» **YOUR INSTRUCTIONS**
Across the listing below, state how many lines hold the string "Files"; write nothing but that number.
- Opening Delimiter -
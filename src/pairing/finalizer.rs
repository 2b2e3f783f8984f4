// Copyright 2026 NudgeLink Contributors
//
// Licensed under the Apache License, Version 2.0 (the "License");
// you may not use this file except in compliance with the License.
// You may obtain a copy of the License at
//
//     http://www.apache.org/licenses/LICENSE-2.0
//
// Unless required by applicable law or agreed to in writing, software
// distributed under the License is distributed on an "AS IS" BASIS,
// WITHOUT WARRANTIES OR CONDITIONS OF ANY KIND, either express or implied.
// See the License for the specific language governing permissions and
// limitations under the License.

//! Pairing finalization.
//!
//! Turns a completed token exchange into a persisted mutual pairing: the
//! received token is resolved to a partner id, every stale pair record
//! referencing either participant is superseded, and the new record plus
//! both partner pointers commit as one atomic batch.

use chrono::Utc;
use tracing::{info, warn};
use uuid::Uuid;

use crate::error::StoreError;
use crate::storage::{DocumentStore, PairRecord, WriteBatch};

/// Result of one finalization attempt.
#[derive(Debug, Clone, PartialEq, Eq)]
pub enum PairingOutcome {
    /// The pairing is persisted.
    Paired { partner_id: String },
    /// No user record resolves to the received token. Retryable.
    PartnerNotFound,
    /// No stable local identity. Fatal to the session.
    LocalIdentityUnavailable,
    /// The atomic batch did not commit. Retryable.
    CommitFailed(String),
}

/// Resolve the remote token and persist the mutual pairing.
pub async fn finalize(
    store: &dyn DocumentStore,
    local_id: Option<&str>,
    remote_token: &str,
) -> PairingOutcome {
    let matches = match store.find_users_by_token(remote_token).await {
        Ok(matches) => matches,
        Err(e) => {
            // Lookup trouble lands on the retryable not-found path.
            warn!("Partner lookup failed: {}", e);
            return PairingOutcome::PartnerNotFound;
        }
    };

    let Some((partner_id, _)) = matches.first() else {
        info!("No user record matches the received token");
        return PairingOutcome::PartnerNotFound;
    };
    if matches.len() > 1 {
        // Data-integrity risk: messaging tokens should be unique per user.
        warn!(
            "{} user records share the received token; taking the first match",
            matches.len()
        );
    }
    let partner_id = partner_id.clone();

    let Some(local_id) = local_id else {
        warn!("No local identity available; cannot finalize pairing");
        return PairingOutcome::LocalIdentityUnavailable;
    };

    // Supersede: every record referencing either side goes away in the same
    // batch that writes the new one, so there is never a window with two
    // live pairings for one user.
    let mut stale = match store.find_pairs_for_user(local_id).await {
        Ok(ids) => ids,
        Err(e) => return PairingOutcome::CommitFailed(e.to_string()),
    };
    match store.find_pairs_for_user(&partner_id).await {
        Ok(ids) => {
            for id in ids {
                if !stale.contains(&id) {
                    stale.push(id);
                }
            }
        }
        Err(e) => return PairingOutcome::CommitFailed(e.to_string()),
    }

    let pair_id = Uuid::new_v4().to_string();
    let mut batch = WriteBatch::new();
    for id in stale {
        batch = batch.delete_pair(id);
    }
    batch = batch
        .create_pair(
            pair_id,
            PairRecord {
                first: local_id.to_string(),
                second: partner_id.clone(),
                created_at: Utc::now(),
            },
        )
        .set_partner(local_id, partner_id.clone())
        .set_partner(partner_id.clone(), local_id);

    match store.commit(batch).await {
        Ok(()) => {
            info!("Paired with {}", partner_id);
            PairingOutcome::Paired { partner_id }
        }
        Err(e) => {
            warn!("Pairing batch failed: {}", e);
            PairingOutcome::CommitFailed(e.to_string())
        }
    }
}

/// Dissolve the current pairing: clear both partner pointers and delete
/// every pair record referencing the local user, atomically.
pub async fn unpair(store: &dyn DocumentStore, local_id: &str) -> Result<(), StoreError> {
    let Some(user) = store.get_user(local_id).await? else {
        return Ok(());
    };

    let mut batch = WriteBatch::new().set_partner(local_id, "");
    if user.is_paired() {
        batch = batch.set_partner(user.paired_with.clone(), "");
    }
    for pair_id in store.find_pairs_for_user(local_id).await? {
        batch = batch.delete_pair(pair_id);
    }

    store.commit(batch).await?;
    info!("Pairing removed");
    Ok(())
}

/// Current partner of the local user, if any.
pub async fn pair_status(
    store: &dyn DocumentStore,
    local_id: &str,
) -> Result<Option<String>, StoreError> {
    Ok(store
        .get_user(local_id)
        .await?
        .filter(|user| user.is_paired())
        .map(|user| user.paired_with))
}
//! Locating the NSIS compiler.

use crate::bundler::error::{Error, Result};
use std::path::{Path, PathBuf};

/// Default install locations checked after `PATH`.
const WELL_KNOWN_LOCATIONS: &[&str] = &[
    r"C:\Program Files (x86)\NSIS\makensis.exe",
    r"C:\Program Files\NSIS\makensis.exe",
];

/// Get the makensis executable.
///
/// An explicitly configured path wins; otherwise `PATH` is searched, then the
/// default NSIS install directories.
pub fn find_makensis(configured: Option<&Path>) -> Result<PathBuf> {
    if let Some(path) = configured {
        if path.is_file() {
            return Ok(path.to_path_buf());
        }
        return Err(Error::ExternalToolFailure {
            tool: "makensis".into(),
            reason: format!("configured compiler {} does not exist", path.display()),
        });
    }

    if let Ok(path) = which::which("makensis") {
        return Ok(path);
    }

    WELL_KNOWN_LOCATIONS
        .iter()
        .map(PathBuf::from)
        .find(|p| p.is_file())
        .ok_or_else(|| Error::ExternalToolFailure {
            tool: "makensis".into(),
            reason: "makensis not found. Install NSIS, set `makensis` in the configuration, \
                     or pass --no-installer"
                .into(),
        })
}

#[cfg(test)]
mod tests {
    use super::*;

    #[test]
    fn configured_path_must_exist() {
        let dir = tempfile::tempdir().unwrap();
        let missing = dir.path().join("makensis.exe");
        let err = find_makensis(Some(&missing)).unwrap_err();
        assert!(matches!(err, Error::ExternalToolFailure { .. }));

        std::fs::write(&missing, b"").unwrap();
        assert_eq!(find_makensis(Some(&missing)).unwrap(), missing);
    }
}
- Closing Delimiter -
» **RESULT OF THE EXERCISE**
2